- Occupations: Journalist, filmmaker, writer
- Employer(s): Schar School of Policy and Government
- Known for: Reporting on Africa, documentary films
- Notable work: Africa: Open for Business, Africa Investment Horizons, Kenya Stories
- Awards: CINE Golden Eagle Award, African Vision Award

= Carol Pineau =

American journalist and producer

Carol Pineau is an American journalist and producer, writer, and director of documentary films.

== Career ==
Pineau's expertise lies in Africa, with over a decade of reporting experience. She has reported for CNN, BBC, NPR, VOA, Radio France Internationale (RFI) and other major worldwide broadcasters. Her films include Africa: Open for Business, Africa Investment Horizons, and Kenya Stories. She is also the author of multiple articles found around the globe as well as a book.

Africa: Open for Business was Pineau’s first documentary film which she wrote, directed, and produced. It was one of the six BBC Documentaries of the Year in 2006, and won a CINE Golden Eagle Award. Highlighting ten stories of local African entrepreneurial businesses, Africa shows the true stories of pioneering companies in challenging economies.
Countries portrayed in the film include Nigeria, Ghana, Senegal, Botswana, Uganda, Zambia, the Democratic Republic of the Congo, and more. In detailing the successes found in these nations, Pineau divests her viewer from the common misconceptions and myths of the Africa seen in the vast media today. Kofi Annan, Secretary General of the United Nations, said to Pineau of the film, "Your analysis of the situation in Africa was very perceptive, and much more balanced than one usually finds in articles about the continent."

Pineau received the "African Vision Award" by Agoralumiere at the Cannes Film Festival where Africa: Open for Business was originally screened. It was also broadcast on BBC and PBS in addition to the US-Africa Business Summit in 2005 and has screened at World Economic Forum where Pineau was a plenary speaker, United Nations, US State Department, US Congress, and numerous other high level venues.

After launching at the New York Stock Exchange in April 2008, Africa Investment Horizons was broadcast on PBS stations.

Kenya Stories was a film that originally depicted the potential of young Kenyan entrepreneurs in their pursuit to get investment. Unfortunately the national Kenyan elections that took place during filming caused violent conflict, killing over 1,000 and displacing over 300,000. The film is not yet complete, continuing progress through the nation's struggle and following their progress through this difficult time. Clips of the film have aired on CNN.

== Journalism ==
Pineau's career as a journalist has included assignments all over the world interviewing Heads of States, rebel leaders, and an abundance of other newsmakers throughout major global conflicts. She reported live on CNN from the Eritrean-Ethiopian War, covered the NATO bombings from Belgrade, and on the first national elections in East Timor. She was one of the first reporters allowed in Nigeria after the fall of the dictator in 1998, and reported exclusively from an Eastern-Sudanese secret military base when rebel leaders controlled the area. While living in France, she contributed international stories to RFO (Radio-Television de France Outre-Mer) in addition to hosting African topics on a worldwide radio show "Crossroads" on RFI.

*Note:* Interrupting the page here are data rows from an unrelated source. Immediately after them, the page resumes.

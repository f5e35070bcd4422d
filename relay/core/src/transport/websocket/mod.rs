//! WebSocket Transport
//!
//! Serves relay sessions to remote clients over WebSocket. Every accepted
//! connection runs its own [`RelaySession`].
//!
//! # Handshake
//!
//! Only upgrades on [`RELAY_PATH`] are accepted; any other path is answered
//! with `404`. Each connection holds one of `max_connections` permits from
//! accept until its session ends; without a spare permit the handshake is
//! answered with `503`.
//!
//! # Frames
//!
//! Text frames carry JSON control messages. Binary frames end the session
//! with a fatal error message. Ping frames are answered by tungstenite, and a
//! close frame ends the session like a dropped connection.
//!
//! # Example
//!
//! ```ignore
//! use relay_core::transport::websocket::WebSocketServer;
//!
//! let server = WebSocketServer::new(config, backend);
//! let listener = tokio::net::TcpListener::bind(&config.server.ws_addr).await?;
//! server.serve(listener, shutdown_signal).await;
//! ```

use std::future::Future;
use std::net::SocketAddr;
use std::sync::Arc;
use std::time::Instant;

use async_trait::async_trait;
use dashmap::DashMap;
use futures::stream::{SplitSink, SplitStream};
use futures::{SinkExt, StreamExt};
use tokio::io::{AsyncRead, AsyncWrite};
use tokio::net::TcpListener;
use tokio::sync::Semaphore;
use tokio::task::JoinHandle;
use tokio_tungstenite::tungstenite::handshake::server::{ErrorResponse, Request, Response};
use tokio_tungstenite::tungstenite::http::StatusCode;
use tokio_tungstenite::tungstenite::{Error as WsError, Message};
use tokio_tungstenite::WebSocketStream;

use super::traits::{ConnectionId, FrameSink, FrameSource, InboundFrame, TransportError};
use crate::backend::UpstreamBackend;
use crate::config::RelayConfig;
use crate::session::RelaySession;

/// The only path that upgrades to a relay session
pub const RELAY_PATH: &str = "/models/inference";

/// Read half of a WebSocket connection
pub struct WebSocketSource<S> {
    inner: SplitStream<WebSocketStream<S>>,
}

/// Write half of a WebSocket connection
pub struct WebSocketSink<S> {
    inner: SplitSink<WebSocketStream<S>, Message>,
}

/// Split an upgraded stream into relay source and sink halves
#[must_use]
pub fn split<S>(ws: WebSocketStream<S>) -> (WebSocketSource<S>, WebSocketSink<S>)
where
    S: AsyncRead + AsyncWrite + Unpin,
{
    let (sink, stream) = ws.split();
    (
        WebSocketSource { inner: stream },
        WebSocketSink { inner: sink },
    )
}

#[async_trait]
impl<S> FrameSource for WebSocketSource<S>
where
    S: AsyncRead + AsyncWrite + Unpin + Send,
{
    async fn next_frame(&mut self) -> Result<Option<InboundFrame>, TransportError> {
        loop {
            match self.inner.next().await {
                None | Some(Ok(Message::Close(_))) => return Ok(None),
                Some(Ok(Message::Text(text))) => return Ok(Some(InboundFrame::Text(text))),
                Some(Ok(Message::Binary(data))) => return Ok(Some(InboundFrame::Binary(data))),
                Some(Ok(Message::Ping(_) | Message::Pong(_) | Message::Frame(_))) => {}
                Some(Err(WsError::ConnectionClosed | WsError::AlreadyClosed)) => return Ok(None),
                Some(Err(e)) => return Err(TransportError::ReceiveFailed(e.to_string())),
            }
        }
    }
}

#[async_trait]
impl<S> FrameSink for WebSocketSink<S>
where
    S: AsyncRead + AsyncWrite + Unpin + Send,
{
    async fn send_frame(&mut self, text: String) -> Result<(), TransportError> {
        self.inner
            .send(Message::Text(text))
            .await
            .map_err(|e| match e {
                WsError::ConnectionClosed | WsError::AlreadyClosed => {
                    TransportError::ConnectionClosed
                }
                other => TransportError::SendFailed(other.to_string()),
            })
    }

    async fn close(&mut self) -> Result<(), TransportError> {
        match self.inner.close().await {
            Ok(()) | Err(WsError::ConnectionClosed | WsError::AlreadyClosed) => Ok(()),
            Err(e) => Err(TransportError::SendFailed(e.to_string())),
        }
    }
}

/// Bookkeeping for a live connection
#[derive(Clone, Debug)]
pub struct ConnectionInfo {
    /// Remote address, when known
    pub peer: Option<SocketAddr>,
    /// When the handshake completed
    pub connected_at: Instant,
}

/// Removes a connection from the registry when its task ends
struct ConnectionGuard {
    connections: Arc<DashMap<ConnectionId, ConnectionInfo>>,
    id: ConnectionId,
}

impl Drop for ConnectionGuard {
    fn drop(&mut self) {
        if let Some((id, info)) = self.connections.remove(&self.id) {
            tracing::info!(
                conn = %id,
                peer = ?info.peer,
                connected_for = ?info.connected_at.elapsed(),
                "Client disconnected"
            );
        }
    }
}

fn reject(status: StatusCode, body: &str) -> ErrorResponse {
    let mut response = ErrorResponse::new(Some(body.to_string()));
    *response.status_mut() = status;
    response
}

/// Handshake policy: right path, spare capacity
fn check_handshake(
    request: &Request,
    response: Response,
    at_capacity: bool,
) -> Result<Response, ErrorResponse> {
    if request.uri().path() != RELAY_PATH {
        return Err(reject(StatusCode::NOT_FOUND, "Not Found"));
    }
    if at_capacity {
        return Err(reject(
            StatusCode::SERVICE_UNAVAILABLE,
            "Too many connections",
        ));
    }
    Ok(response)
}

/// Run the server side of the opening handshake
async fn handshake<S>(io: S, at_capacity: bool) -> Result<WebSocketStream<S>, TransportError>
where
    S: AsyncRead + AsyncWrite + Unpin,
{
    tokio_tungstenite::accept_hdr_async(io, move |request: &Request, response: Response| {
        check_handshake(request, response, at_capacity)
    })
    .await
    .map_err(|e| TransportError::HandshakeFailed(e.to_string()))
}

/// WebSocket listener running one relay session per connection
pub struct WebSocketServer {
    config: Arc<RelayConfig>,
    backend: Arc<dyn UpstreamBackend>,
    connections: Arc<DashMap<ConnectionId, ConnectionInfo>>,
    permits: Arc<Semaphore>,
}

impl WebSocketServer {
    /// Create a server sharing one configuration and backend across sessions
    #[must_use]
    pub fn new(config: Arc<RelayConfig>, backend: Arc<dyn UpstreamBackend>) -> Self {
        let permits = Arc::new(Semaphore::new(config.server.max_connections));
        Self {
            permits,
            config,
            backend,
            connections: Arc::new(DashMap::new()),
        }
    }

    /// Number of live sessions
    #[must_use]
    pub fn connection_count(&self) -> usize {
        self.connections.len()
    }

    /// Accept connections until `shutdown` resolves
    ///
    /// Sessions already running are left to finish on their own. Accept
    /// errors are logged and skipped.
    pub async fn serve<F>(&self, listener: TcpListener, shutdown: F)
    where
        F: Future<Output = ()>,
    {
        if let Ok(addr) = listener.local_addr() {
            tracing::info!(addr = %addr, path = RELAY_PATH, "WebSocket relay listening");
        }

        tokio::pin!(shutdown);
        loop {
            tokio::select! {
                () = &mut shutdown => {
                    tracing::info!(
                        live = self.connection_count(),
                        "WebSocket relay stopped accepting connections"
                    );
                    return;
                }
                accepted = listener.accept() => match accepted {
                    Ok((stream, peer)) => {
                        if let Err(e) = stream.set_nodelay(true) {
                            tracing::debug!(error = %e, "Failed to set TCP_NODELAY");
                        }
                        self.spawn_connection(stream, Some(peer));
                    }
                    Err(e) => tracing::warn!(error = %e, "Failed to accept connection"),
                },
            }
        }
    }

    /// Handshake and serve one connection on its own task
    pub fn spawn_connection<S>(&self, io: S, peer: Option<SocketAddr>) -> JoinHandle<()>
    where
        S: AsyncRead + AsyncWrite + Unpin + Send + 'static,
    {
        // Held by the connection task until its session ends
        let permit = Arc::clone(&self.permits).try_acquire_owned().ok();
        let config = Arc::clone(&self.config);
        let backend = Arc::clone(&self.backend);
        let connections = Arc::clone(&self.connections);

        tokio::spawn(async move {
            let ws = match handshake(io, permit.is_none()).await {
                Ok(ws) => ws,
                Err(e) => {
                    tracing::debug!(peer = ?peer, error = %e, "WebSocket handshake rejected");
                    return;
                }
            };

            let id = ConnectionId::new();
            connections.insert(
                id.clone(),
                ConnectionInfo {
                    peer,
                    connected_at: Instant::now(),
                },
            );
            let _guard = ConnectionGuard {
                connections,
                id: id.clone(),
            };
            tracing::info!(conn = %id, peer = ?peer, "Client connected");

            let (source, sink) = split(ws);
            let mut session = RelaySession::new(config, backend).with_connection_id(id);
            session.run(source, sink).await;
            drop(permit);
        })
    }
}

#[cfg(test)]
mod tests {
    use super::*;
    use crate::backend::scripted::ScriptedBackend;
    use crate::security::AllowList;
    use std::time::Duration;
    use tokio::io::DuplexStream;

    type ClientStream = WebSocketStream<DuplexStream>;

    fn server(backend: ScriptedBackend, max_connections: usize) -> WebSocketServer {
        let mut config = RelayConfig::default()
            .with_allowed_models(AllowList::new(["modelA"]))
            .with_pacing_delay(Duration::ZERO);
        config.server.max_connections = max_connections;
        WebSocketServer::new(config.into_shared(), Arc::new(backend))
    }

    async fn connect(server: &WebSocketServer, path: &str) -> Result<ClientStream, WsError> {
        let (client_io, server_io) = tokio::io::duplex(64 * 1024);
        server.spawn_connection(server_io, None);
        tokio_tungstenite::client_async(format!("ws://localhost{path}"), client_io)
            .await
            .map(|(ws, _)| ws)
    }

    async fn next_json(ws: &mut ClientStream) -> serde_json::Value {
        loop {
            match ws.next().await.expect("stream ended").expect("recv failed") {
                Message::Text(text) => return serde_json::from_str(&text).unwrap(),
                Message::Close(_) => return serde_json::Value::Null,
                _ => {}
            }
        }
    }

    async fn wait_for_count(server: &WebSocketServer, count: usize) {
        tokio::time::timeout(Duration::from_secs(1), async {
            while server.connection_count() != count {
                tokio::task::yield_now().await;
            }
        })
        .await
        .expect("connection count never settled");
    }

    #[tokio::test]
    async fn test_relays_request_over_websocket() {
        let server = server(ScriptedBackend::with_fragments(["He", "llo"]), 10);
        let mut ws = connect(&server, RELAY_PATH).await.unwrap();

        let request = serde_json::json!({
            "model_name": "modelA",
            "conservation": [{"role": "user", "content": "Hi"}],
        });
        ws.send(Message::Text(request.to_string())).await.unwrap();

        assert_eq!(
            next_json(&mut ws).await,
            serde_json::json!({"text": "He", "status": "continue"})
        );
        assert_eq!(
            next_json(&mut ws).await,
            serde_json::json!({"text": "llo", "status": "continue"})
        );
        assert_eq!(
            next_json(&mut ws).await,
            serde_json::json!({"text": null, "status": "done"})
        );
        assert_eq!(server.connection_count(), 1);
    }

    #[tokio::test]
    async fn test_rejects_other_paths() {
        let server = server(ScriptedBackend::with_fragments(["x"]), 10);
        assert!(connect(&server, "/chat").await.is_err());
        assert_eq!(server.connection_count(), 0);
    }

    #[tokio::test]
    async fn test_rejects_when_at_capacity() {
        let server = server(ScriptedBackend::with_fragments(["x"]), 1);
        let _first = connect(&server, RELAY_PATH).await.unwrap();
        wait_for_count(&server, 1).await;
        assert!(connect(&server, RELAY_PATH).await.is_err());
    }

    #[tokio::test]
    async fn test_concurrent_handshakes_respect_capacity() {
        let server = server(ScriptedBackend::with_fragments(["x"]), 1);
        let (a, b) = tokio::join!(
            connect(&server, RELAY_PATH),
            connect(&server, RELAY_PATH)
        );
        assert_eq!(usize::from(a.is_ok()) + usize::from(b.is_ok()), 1);
        wait_for_count(&server, 1).await;
    }

    #[tokio::test]
    async fn test_capacity_returns_after_close() {
        let server = server(ScriptedBackend::with_fragments(["x"]), 1);
        let mut first = connect(&server, RELAY_PATH).await.unwrap();
        wait_for_count(&server, 1).await;

        first.close(None).await.unwrap();
        wait_for_count(&server, 0).await;
        assert_eq!(server.permits.available_permits(), 1);

        assert!(connect(&server, RELAY_PATH).await.is_ok());
    }

    #[tokio::test]
    async fn test_handshake_failure_is_transport_error() {
        let (client_io, server_io) = tokio::io::duplex(64 * 1024);
        let client = tokio::spawn(tokio_tungstenite::client_async(
            "ws://localhost/chat",
            client_io,
        ));

        let result = handshake(server_io, false).await;
        assert!(matches!(result, Err(TransportError::HandshakeFailed(_))));
        assert!(client.await.unwrap().is_err());
    }

    #[tokio::test]
    async fn test_binary_frame_is_fatal() {
        let server = server(ScriptedBackend::with_fragments(["x"]), 10);
        let mut ws = connect(&server, RELAY_PATH).await.unwrap();

        ws.send(Message::Binary(vec![1, 2, 3])).await.unwrap();

        let fatal = next_json(&mut ws).await;
        assert!(fatal["error"]
            .as_str()
            .unwrap()
            .contains("Binary frames are not supported"));
        assert_eq!(next_json(&mut ws).await, serde_json::Value::Null);
    }

    #[tokio::test]
    async fn test_connection_released_after_close() {
        let server = server(ScriptedBackend::with_fragments(["x"]), 10);
        let mut ws = connect(&server, RELAY_PATH).await.unwrap();
        wait_for_count(&server, 1).await;

        ws.close(None).await.unwrap();
        wait_for_count(&server, 0).await;
    }
}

In 2017, Pineau hosted a talk show series titled "Africa and The Trump Administration" which aired on Africa Today TV where she discussed and debated with a panel of experts on the evolving US Africa relationship from both African and American perspectives.

She is the co-host of the podcast Africa Forward, which focus on the infrastructure challenges and opportunities for countries in Africa.